Marcelo Camargo / Agência Brasil
O escândalo que veio à tona nesta quarta-feira (23) escancara o Brasil construído pelo PT: um país onde ser honesto virou quase um sacrifício solitário. A Polícia Federal e a CGU deflagraram uma megaoperação que revelou o roubo de R$ 6,3 bilhões em aposentadorias entre 2019 e 2024, com envolvimento direto de entidades sindicais ligadas ao INSS. O agora ex-presidente do órgão, Alessandro Stefanutto, foi demitido após o seu nome aparecer entre os alvos.
Entre os investigados também está o Sindicato Nacional dos Aposentados, onde ocupa cargo de direção ninguém menos que Frei Chico, irmão do ex-presidiário petista Lula.
O Tribunal de Contas da União já havia alertado sobre as irregularidades em 2024: descontos aplicados sem autorização e sem qualquer verificação documental. Ainda assim, o esquema seguiu firme, num silêncio conivente e criminoso, passando por dois governos e tirando dinheiro de aposentados como se fosse troco de padaria.
Ao todo, 1,2 milhão de beneficiários reclamaram de cobranças indevidas, e a resposta institucional só veio depois de anos de omissão.
A investigação da PF atinge 14 estados e o Distrito Federal, com mais de 200 mandados cumpridos, seis prisões temporárias e sequestro de mais de R$ 1 bilhão. A maioria dos envolvidos tinha estabilidade no serviço público e altos salários. E mesmo assim, preferiram delinquir. Como disse um investigador, “a pecha foi dada, o rótulo foi colado”, mas não é só um rótulo, é a marca da destruição ética promovida pela esquerda.
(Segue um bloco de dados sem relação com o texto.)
// Copyright (c) 2025 Soumyadip Sarkar.
// All rights reserved.
//
// This source code is licensed under the license found in the
// LICENSE file in the root directory of this source tree.

use crate::store::{EntityStore, SqliteStore};
use crate::utils::{fmt_cents, maybe_print_json, parse_money, parse_percent, pretty_table};
use anyhow::{Result, bail};

pub fn handle(store: &SqliteStore, shop: &str, m: &clap::ArgMatches) -> Result<()> {
    match m.subcommand() {
        Some(("add", sub)) => {
            let name = sub.get_one::<String>("name").unwrap().trim();
            if name.is_empty() {
                bail!("Service name cannot be empty");
            }
            let price = parse_money(sub.get_one::<String>("price").unwrap())?;
            if price < 0 {
                bail!("Service price cannot be negative");
            }
            let duration = sub.get_one::<u32>("duration").copied();
            let commission = parse_percent(sub.get_one::<String>("commission").unwrap())?;
            let svc = store.insert_service(shop, name, price, duration, commission)?;
            println!(
                "Added service #{} '{}' at {} ({}% commission)",
                svc.id,
                svc.name,
                fmt_cents(svc.price_cents),
                svc.commission_percent
            );
        }
        Some(("list", sub)) => {
            let services = store.list_services(shop)?;
            if !maybe_print_json(sub.get_flag("json"), sub.get_flag("jsonl"), &services)? {
                let rows = services
                    .into_iter()
                    .map(|s| {
                        vec![
                            s.id.to_string(),
                            s.name,
                            fmt_cents(s.price_cents),
                            s.duration_minutes
                                .map(|d| format!("{} min", d))
                                .unwrap_or_else(|| "-".into()),
                            format!("{}%", s.commission_percent),
                        ]
                    })
                    .collect();
                println!(
                    "{}",
                    pretty_table(&["ID", "Name", "Price", "Duration", "Commission"], rows)
                );
            }
        }
        _ => {}
    }
    Ok(())
}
O Brasil já viu esse filme com Jorgina de Freitas nos anos 90. E o roteiro segue o mesmo: corrupção, impunidade e silêncio.
A pergunta que fica é: ser honesto compensa? Porque para o PT, nunca compensou. Desde o Mensalão e o Petrolão, passando pela Lava Jato, até chegar ao INSS, o partido que governa a Bahia há duas décadas destruiu qualquer noção de ética na máquina pública.